La schiuma dell’onda che sbatte sulla spiaggia si dissolve in pochi istanti. Poi monotona, si riforma. Di notte e di giorno. Effimera, quanto perenne. Un nulla che però dura più dell’uomo mortale, anche del più grande tra gli uomini. E’ facile vedere nel frangersi dell’onda il nascere e il rinascere di una qualche dea capace di immortalità.
Una rupe è lì, davanti, e stava lì quando ancora c’era mio padre, e il padre di mio padre. La rupe è meno mortale di me: è facile scorgere tra quelle pietre una figura divina.
Non occorrono il sole, l’oceano, la montagna più alta per innalzare un olimpo di divinità. Bastano le scintille dei falò, l’odore dell’erba, il rumore di una cascata, un sentiero che scollina, lo spifferare di un canneto, il ribollire del mosto. Basta ciò che dura più di un uomo, che va oltre quei giorni mortali. Basta un destino che ripete sordo il proprio destino.
Il pensiero pagano è intriso di immortalità. Non cerca il rigore, è un pensiero a cui basta paragonare: tu duri più di lui, tu uccidi e tu muori, tu sei ancora e tu non sei più. La stabilità dell’uomo effimero, di colui che dura solo un giorno, è la sua ombra, è l’Ade. Il catalogo Adelphi è l’economia di questo pensiero. In effetti, se dovessimo indicare lo stile proprio di questa casa editrice non emergerebbe tanto il dorico arcaico, ma il neoclassico. Lo stile dell’immortalità, lo stile del monumento che dice di essere monumento. La severità che copre l’ineluttabilità funebre.
Il pensiero cristiano non guarda all’immortalità, ma all’eternità. L’immortalità è la noia, lo stabilirsi in uno stato, è la necessità che t’inchioda a un destino.
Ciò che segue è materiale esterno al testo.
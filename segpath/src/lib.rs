#![deny(missing_docs, unsafe_code)]
#![warn(clippy::all, clippy::pedantic)]
#![allow(clippy::module_name_repetitions)]

//! # segpath
//!
//! Normalization and relative computation for slash-separated paths.
//!
//! Paths handled here are virtual: `/`-separated segment strings rooted at
//! an implicit root, independent of any filesystem. The library resolves
//! `.` and `..`, computes relative paths between resolved forms, and offers
//! a scoped [`Path`] value that runs the same algebra beneath a fixed base.
//!
//! ## Core Types
//!
//! - [`ResolvedPath`]: Canonical component sequence
//! - [`Path`]: Immutable canonical path with scoped operations
//! - [`Relationship`]: Component-wise relation between two paths
//! - [`Error`] and [`Result`]: Error handling types
//! - [`Logger`] and [`LogLevel`]: Logging infrastructure
//! - [`Config`] and [`ConfigBuilder`]: Layered configuration
//!
//! ## Examples
//!
//! ```
//! use segpath::{path, relative, Path};
//!
//! assert_eq!(path(["a/b", "../c", "./d"]).unwrap(), "a/c/d");
//! assert_eq!(relative(["a/b/c"], ["a/d"]).unwrap(), "./../../d");
//!
//! let base = Path::new(["site"]).unwrap();
//! assert_eq!(base.path(["assets/app.css"]).unwrap(), "site/assets/app.css");
//! ```

pub mod config;
pub mod error;
pub mod logging;
pub mod output;
pub mod path;

// Re-export key types at crate root for convenience
pub use config::{Config, ConfigBuilder, OutputFormat};
pub use error::{Error, Result};
pub use logging::{init_logger, LogLevel, Logger};
pub use output::{OutputFormatter, Report};
pub use path::{
    directory_name, entity_name, extension_name, path, relative, resolve, within, Path,
    Relationship, ResolvedPath,
};
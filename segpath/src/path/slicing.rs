//! Slicing helpers over an already-formed path string.
//!
//! These do no resolution: they split on the separator (discarding empty
//! tokens) and pick pieces out of the result.

use super::types::{SEPARATOR, SEPARATOR_STR};

fn tokens(path: &str) -> impl DoubleEndedIterator<Item = &str> {
    path.split(SEPARATOR).filter(|token| !token.is_empty())
}

/// All components except the last, joined with the separator.
///
/// Returns `None` if the path has fewer than two components.
///
/// # Examples
///
/// ```
/// use segpath::path::directory_name;
///
/// assert_eq!(directory_name("a/b/file.txt").as_deref(), Some("a/b"));
/// assert_eq!(directory_name("file.txt"), None);
/// ```
#[must_use]
pub fn directory_name(path: &str) -> Option<String> {
    let parts: Vec<&str> = tokens(path).collect();
    let (_, dir) = parts.split_last()?;

    if dir.is_empty() {
        return None;
    }

    Some(dir.join(SEPARATOR_STR))
}

/// The last component, optionally with its extension removed.
///
/// With `strip_extension`, the name is cut at its last `.`; a name without
/// any `.` is returned whole. Returns `None` only for a path with no
/// components.
///
/// # Examples
///
/// ```
/// use segpath::path::entity_name;
///
/// assert_eq!(entity_name("a/b/file.txt", true), Some("file"));
/// assert_eq!(entity_name("a/b/file.txt", false), Some("file.txt"));
/// assert_eq!(entity_name("a/b/file", true), Some("file"));
/// ```
#[must_use]
pub fn entity_name(path: &str, strip_extension: bool) -> Option<&str> {
    let entity = tokens(path).next_back()?;

    if !strip_extension {
        return Some(entity);
    }

    match entity.rfind('.') {
        Some(dot) => Some(&entity[..dot]),
        None => Some(entity),
    }
}

/// The text after the last `.` in the last component.
///
/// # Examples
///
/// ```
/// use segpath::path::extension_name;
///
/// assert_eq!(extension_name("a/b/file.txt"), Some("txt"));
/// assert_eq!(extension_name("a/b/file"), None);
/// ```
#[must_use]
pub fn extension_name(path: &str) -> Option<&str> {
    let entity = entity_name(path, false)?;
    entity.rfind('.').map(|dot| &entity[dot + 1..])
}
L’eternità cristiana, invece, è l’essere coinvolti nella dinamica divina, ovvero nella eterna creatività di Dio. Il cristianesimo non ha uno stile proprio, proprio per non cristallizzare il soffio vitale che genera la molteplicità delle forme. Per non bloccare nessuno in un destino simile a una roccia o alla schiuma di un’onda.